### Required work
Please return every line in the entries below with the word "peer" in it.
##############################
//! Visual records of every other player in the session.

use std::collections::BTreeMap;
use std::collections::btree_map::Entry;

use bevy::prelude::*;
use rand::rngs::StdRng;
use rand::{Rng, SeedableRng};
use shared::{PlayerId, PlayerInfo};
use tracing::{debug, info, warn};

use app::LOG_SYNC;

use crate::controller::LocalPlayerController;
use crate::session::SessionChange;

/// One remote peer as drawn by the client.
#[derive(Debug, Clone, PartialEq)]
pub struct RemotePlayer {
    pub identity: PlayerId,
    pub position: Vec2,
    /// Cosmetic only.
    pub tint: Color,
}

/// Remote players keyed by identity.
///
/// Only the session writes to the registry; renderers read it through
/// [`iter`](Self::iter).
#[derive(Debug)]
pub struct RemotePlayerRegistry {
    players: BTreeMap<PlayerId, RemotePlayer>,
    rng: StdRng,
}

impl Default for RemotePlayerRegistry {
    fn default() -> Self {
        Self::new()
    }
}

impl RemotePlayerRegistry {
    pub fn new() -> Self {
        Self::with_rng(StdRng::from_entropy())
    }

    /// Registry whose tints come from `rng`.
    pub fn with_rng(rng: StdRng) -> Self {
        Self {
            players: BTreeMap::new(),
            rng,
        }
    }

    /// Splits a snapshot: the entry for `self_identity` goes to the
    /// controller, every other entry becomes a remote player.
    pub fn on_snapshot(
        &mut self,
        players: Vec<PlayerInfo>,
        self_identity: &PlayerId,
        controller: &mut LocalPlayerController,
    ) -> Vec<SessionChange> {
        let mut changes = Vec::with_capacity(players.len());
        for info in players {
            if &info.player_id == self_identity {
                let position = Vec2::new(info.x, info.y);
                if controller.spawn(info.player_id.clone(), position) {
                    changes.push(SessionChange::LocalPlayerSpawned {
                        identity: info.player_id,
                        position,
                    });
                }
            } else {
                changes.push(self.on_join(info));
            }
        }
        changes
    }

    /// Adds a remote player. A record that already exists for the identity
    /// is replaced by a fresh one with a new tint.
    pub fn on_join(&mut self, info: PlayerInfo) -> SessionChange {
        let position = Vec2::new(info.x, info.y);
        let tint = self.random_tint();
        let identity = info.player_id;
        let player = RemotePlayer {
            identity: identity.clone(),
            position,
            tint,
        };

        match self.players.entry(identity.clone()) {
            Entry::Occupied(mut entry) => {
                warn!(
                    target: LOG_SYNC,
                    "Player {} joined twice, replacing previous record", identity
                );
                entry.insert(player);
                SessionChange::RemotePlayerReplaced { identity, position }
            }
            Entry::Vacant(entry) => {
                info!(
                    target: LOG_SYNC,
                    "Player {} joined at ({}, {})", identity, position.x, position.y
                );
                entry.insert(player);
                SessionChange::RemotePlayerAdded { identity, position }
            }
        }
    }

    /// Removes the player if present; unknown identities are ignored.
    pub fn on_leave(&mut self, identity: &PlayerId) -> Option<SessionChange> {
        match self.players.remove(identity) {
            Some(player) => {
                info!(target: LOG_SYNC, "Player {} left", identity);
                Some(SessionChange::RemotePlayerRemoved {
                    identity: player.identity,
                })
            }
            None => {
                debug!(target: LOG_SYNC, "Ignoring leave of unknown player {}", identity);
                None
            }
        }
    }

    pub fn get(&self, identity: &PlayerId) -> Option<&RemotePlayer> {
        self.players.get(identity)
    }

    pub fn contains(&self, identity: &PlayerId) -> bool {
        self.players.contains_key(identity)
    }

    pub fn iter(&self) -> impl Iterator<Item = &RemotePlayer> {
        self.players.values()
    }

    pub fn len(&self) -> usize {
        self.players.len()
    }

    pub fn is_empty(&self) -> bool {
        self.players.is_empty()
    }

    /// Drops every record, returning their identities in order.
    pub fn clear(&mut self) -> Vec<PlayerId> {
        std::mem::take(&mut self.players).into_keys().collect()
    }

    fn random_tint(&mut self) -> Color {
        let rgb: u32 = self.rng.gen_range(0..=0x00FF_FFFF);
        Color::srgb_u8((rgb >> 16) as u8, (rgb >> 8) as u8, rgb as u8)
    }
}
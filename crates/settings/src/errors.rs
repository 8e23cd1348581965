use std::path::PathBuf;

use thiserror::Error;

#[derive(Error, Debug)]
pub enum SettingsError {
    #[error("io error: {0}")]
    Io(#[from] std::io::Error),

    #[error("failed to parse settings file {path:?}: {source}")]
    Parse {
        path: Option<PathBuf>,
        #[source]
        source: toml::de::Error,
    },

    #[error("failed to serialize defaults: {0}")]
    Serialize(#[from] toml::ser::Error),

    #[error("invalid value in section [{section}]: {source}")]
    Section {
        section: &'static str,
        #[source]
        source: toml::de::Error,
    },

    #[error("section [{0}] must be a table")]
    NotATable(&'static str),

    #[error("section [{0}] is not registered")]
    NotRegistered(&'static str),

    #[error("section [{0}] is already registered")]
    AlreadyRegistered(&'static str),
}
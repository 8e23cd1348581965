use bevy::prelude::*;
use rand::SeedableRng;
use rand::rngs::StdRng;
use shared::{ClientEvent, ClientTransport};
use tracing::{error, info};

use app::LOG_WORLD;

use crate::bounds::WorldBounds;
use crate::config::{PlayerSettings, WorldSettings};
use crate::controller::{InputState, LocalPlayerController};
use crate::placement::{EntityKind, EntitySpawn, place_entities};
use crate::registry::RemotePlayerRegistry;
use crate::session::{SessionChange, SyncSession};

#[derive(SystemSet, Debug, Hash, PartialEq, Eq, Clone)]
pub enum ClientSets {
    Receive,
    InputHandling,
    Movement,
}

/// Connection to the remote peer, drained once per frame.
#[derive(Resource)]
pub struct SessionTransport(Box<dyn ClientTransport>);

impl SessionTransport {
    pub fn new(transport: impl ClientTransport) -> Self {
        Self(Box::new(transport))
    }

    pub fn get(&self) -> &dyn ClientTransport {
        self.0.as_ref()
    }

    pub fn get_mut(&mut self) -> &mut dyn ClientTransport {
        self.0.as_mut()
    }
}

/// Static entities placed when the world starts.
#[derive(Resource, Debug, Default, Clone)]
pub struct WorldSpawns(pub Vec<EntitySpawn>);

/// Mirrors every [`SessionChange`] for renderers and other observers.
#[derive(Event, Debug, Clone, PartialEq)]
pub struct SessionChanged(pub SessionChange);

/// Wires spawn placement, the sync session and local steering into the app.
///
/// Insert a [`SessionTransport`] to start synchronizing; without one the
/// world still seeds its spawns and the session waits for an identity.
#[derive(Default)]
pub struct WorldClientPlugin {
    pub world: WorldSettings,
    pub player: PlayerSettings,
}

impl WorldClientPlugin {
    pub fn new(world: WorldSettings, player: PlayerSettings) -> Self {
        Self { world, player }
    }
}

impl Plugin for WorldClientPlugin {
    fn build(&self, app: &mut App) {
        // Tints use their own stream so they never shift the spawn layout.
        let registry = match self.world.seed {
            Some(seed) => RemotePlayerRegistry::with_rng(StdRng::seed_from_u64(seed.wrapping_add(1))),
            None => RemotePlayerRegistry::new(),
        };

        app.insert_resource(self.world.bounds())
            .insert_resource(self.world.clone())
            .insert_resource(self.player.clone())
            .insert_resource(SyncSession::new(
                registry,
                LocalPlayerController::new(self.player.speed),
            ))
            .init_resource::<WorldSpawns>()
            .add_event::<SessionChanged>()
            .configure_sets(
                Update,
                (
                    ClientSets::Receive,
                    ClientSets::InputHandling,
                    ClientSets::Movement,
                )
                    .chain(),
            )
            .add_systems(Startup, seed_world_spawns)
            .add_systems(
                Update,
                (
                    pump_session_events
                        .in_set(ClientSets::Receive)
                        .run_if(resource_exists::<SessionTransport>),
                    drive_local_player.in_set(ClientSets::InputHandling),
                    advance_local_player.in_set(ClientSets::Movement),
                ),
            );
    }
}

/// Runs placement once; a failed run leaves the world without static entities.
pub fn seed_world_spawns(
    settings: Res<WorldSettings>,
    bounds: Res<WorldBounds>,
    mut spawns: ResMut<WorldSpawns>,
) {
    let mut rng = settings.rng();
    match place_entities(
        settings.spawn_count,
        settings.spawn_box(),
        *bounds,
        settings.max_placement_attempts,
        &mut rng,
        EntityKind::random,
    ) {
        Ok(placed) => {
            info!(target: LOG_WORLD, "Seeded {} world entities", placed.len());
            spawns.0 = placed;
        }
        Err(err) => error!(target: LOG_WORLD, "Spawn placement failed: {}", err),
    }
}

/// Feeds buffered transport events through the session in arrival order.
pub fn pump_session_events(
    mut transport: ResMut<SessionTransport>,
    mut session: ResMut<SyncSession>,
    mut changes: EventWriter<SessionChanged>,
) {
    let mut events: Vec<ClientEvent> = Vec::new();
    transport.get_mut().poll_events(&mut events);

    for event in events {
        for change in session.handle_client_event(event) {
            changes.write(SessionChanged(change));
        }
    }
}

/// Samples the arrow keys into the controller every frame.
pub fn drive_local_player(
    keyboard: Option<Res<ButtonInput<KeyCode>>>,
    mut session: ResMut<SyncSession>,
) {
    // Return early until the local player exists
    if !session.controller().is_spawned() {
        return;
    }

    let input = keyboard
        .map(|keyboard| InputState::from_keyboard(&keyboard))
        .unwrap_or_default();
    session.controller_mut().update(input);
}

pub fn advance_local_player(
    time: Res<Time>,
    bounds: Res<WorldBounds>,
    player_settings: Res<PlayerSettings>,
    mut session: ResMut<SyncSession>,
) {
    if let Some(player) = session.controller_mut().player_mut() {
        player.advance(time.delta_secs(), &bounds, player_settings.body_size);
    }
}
##############################
### Response area
/// One remote peer as drawn by the client.
/// Connection to the remote peer, drained once per frame.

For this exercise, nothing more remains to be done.